=== YOUR INSTRUCTIONS ===
Please count the lines in the entries below that include the word "source", and give only the number.

== ENTRIES SHOWN

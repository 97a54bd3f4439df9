//! The registration stream end to end: a real leaf advertising a real
//! directory to a real super-peer.

mod common;

use std::sync::Arc;
use std::time::Duration;

use common::*;
use filemesh::leaf::link::SuperPeerLink;
use filemesh::leaf::store::DiskStore;
use filemesh::LeafNode;
use filemesh::ConsistencyMethod;
use tokio::sync::Mutex;

#[tokio::test]
async fn scanned_files_are_advertised_on_the_first_tick() {
    let ports = free_ports(3);
    let (s, l1, l2) = (ports[0], ports[1], ports[2]);
    let config = overlay(
        ConsistencyMethod::Push,
        0,
        1,
        vec![sp(1, s, vec![], vec![l1, l2])],
        vec![lf(1, l1, s), lf(2, l2, s)],
    );
    start_super_peer(1, &config).await;

    let dir = tempfile::tempdir().unwrap();
    std::fs::create_dir(dir.path().join("local")).unwrap();
    std::fs::create_dir(dir.path().join("remote")).unwrap();
    std::fs::write(dir.path().join("local/a.txt"), b"alpha").unwrap();
    std::fs::write(dir.path().join("local/b.txt"), b"beta").unwrap();

    let store = DiskStore::new(dir.path()).unwrap();
    let node = Arc::new(LeafNode::new(1, &config, Arc::new(store)).unwrap());
    node.rescan_local().await.unwrap();

    let link = SuperPeerLink::connect(node.super_peer_port, node.port)
        .await
        .unwrap();
    tokio::spawn(Arc::clone(&node).registration_loop(Arc::new(Mutex::new(link))));

    // The first tick fires immediately; give it a moment to be applied.
    tokio::time::sleep(Duration::from_millis(500)).await;

    let mut probe = SuperPeerLink::connect(s, l2).await.unwrap();
    assert_eq!(probe.search("a.txt").await.unwrap(), vec![l1]);
    assert_eq!(probe.search("b.txt").await.unwrap(), vec![l1]);
    assert!(probe.search("c.txt").await.unwrap().is_empty());
}
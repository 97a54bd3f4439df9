//! Inbound leaf server: obtain transfers, poll checks, pushed invalidations
//!
//! Connections here are one-shot. The role byte picks the dialog: `'0'` is an
//! invalidate link from a super-peer, `'1'` is another leaf asking to obtain
//! a file or poll a version.

use std::sync::Arc;

use tokio::io::{AsyncReadExt, AsyncWriteExt};
use tokio::net::TcpStream;

use crate::error::{MeshError, MeshResult};
use crate::wire::{
    read_filename, read_i32, read_i64, read_tag, write_i32, write_i64, write_size, write_tag,
    TransferRequest, CHUNK_LEN, ROLE_LEAF, ROLE_PEER, SIZE_NOT_FOUND, SIZE_STAT_FAILED,
};

use super::LeafNode;

pub async fn handle_connection(node: Arc<LeafNode>, mut stream: TcpStream) -> MeshResult<()> {
    let role = read_tag(&mut stream).await?;
    match role {
        ROLE_PEER => handle_invalidate(&node, &mut stream).await,
        ROLE_LEAF => {
            let tag = read_tag(&mut stream).await?;
            match TransferRequest::from_tag(tag) {
                Some(TransferRequest::Obtain) => serve_obtain(&node, &mut stream).await,
                Some(TransferRequest::Poll) => serve_poll(&node, &mut stream).await,
                None => {
                    tracing::warn!(byte = tag, "unexpected transfer request; closing");
                    Err(MeshError::UnexpectedRequest { byte: tag })
                }
            }
        }
        byte => {
            tracing::warn!(byte, "unidentified connection; closing");
            Err(MeshError::UnexpectedRequest { byte })
        }
    }
}

/// A super-peer pushes `(origin, filename, version)`; a cache of that lineage
/// holding any other version is marked invalid and its bytes unlinked. The
/// next registration tick sends the deregister.
async fn handle_invalidate(node: &LeafNode, stream: &mut TcpStream) -> MeshResult<()> {
    let origin = read_i32(stream).await?;
    let filename = read_filename(stream).await?;
    let version = read_i64(stream).await?;

    if let Some(local_name) = node
        .catalog
        .invalidate_matching(origin, &filename, version)
        .await
    {
        tracing::info!(origin, filename = %filename, version, "cached copy invalidated");
        if let Err(e) = node.store.unlink_cached(&local_name).await {
            tracing::warn!(file = %local_name, error = %e, "unlink failed");
        }
    }
    Ok(())
}

/// Serve one file: owned copies first, then still-valid cached copies. The
/// reply is the 16-byte size (or a sentinel), the origin id, the version,
/// then the bytes in chunks.
async fn serve_obtain(node: &LeafNode, stream: &mut TcpStream) -> MeshResult<()> {
    let filename = read_filename(stream).await?;

    let source = if let Some(version) = node.catalog.local_version(&filename).await {
        Some((node.store.open_local(&filename).await, node.port, version))
    } else if let Some(entry) = node.catalog.find_valid_remote(&filename).await {
        Some((
            node.store.open_cached(&entry.local_name).await,
            entry.origin_leaf,
            entry.version,
        ))
    } else {
        None
    };

    let Some((file, origin, version)) = source else {
        tracing::info!(filename = %filename, "obtain miss");
        return write_size(stream, SIZE_NOT_FOUND).await;
    };
    let mut file = match file {
        Ok(file) => file,
        Err(e) => {
            tracing::warn!(filename = %filename, error = %e, "failed file open");
            return write_size(stream, SIZE_NOT_FOUND).await;
        }
    };
    let meta = match file.metadata().await {
        Ok(meta) => meta,
        Err(e) => {
            tracing::warn!(filename = %filename, error = %e, "failed file stat");
            return write_size(stream, SIZE_STAT_FAILED).await;
        }
    };

    write_size(stream, meta.len() as i64).await?;
    write_i32(stream, origin).await?;
    write_i64(stream, version).await?;

    let mut buf = [0u8; CHUNK_LEN];
    loop {
        let n = file.read(&mut buf).await?;
        if n == 0 {
            break;
        }
        stream.write_all(&buf[..n]).await?;
    }
    tracing::info!(filename = %filename, origin, size = meta.len(), "served file");
    Ok(())
}

/// PULL-N version check: reply `1` iff `(filename, version)` matches a
/// current local file exactly.
async fn serve_poll(node: &LeafNode, stream: &mut TcpStream) -> MeshResult<()> {
    let filename = read_filename(stream).await?;
    let version = read_i64(stream).await?;
    let valid = node.catalog.local_contains(&filename, version).await;
    tracing::info!(filename = %filename, version, valid, "poll answered");
    write_tag(stream, valid as u8).await
}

====

=== SOLVED PROBLEM ===
2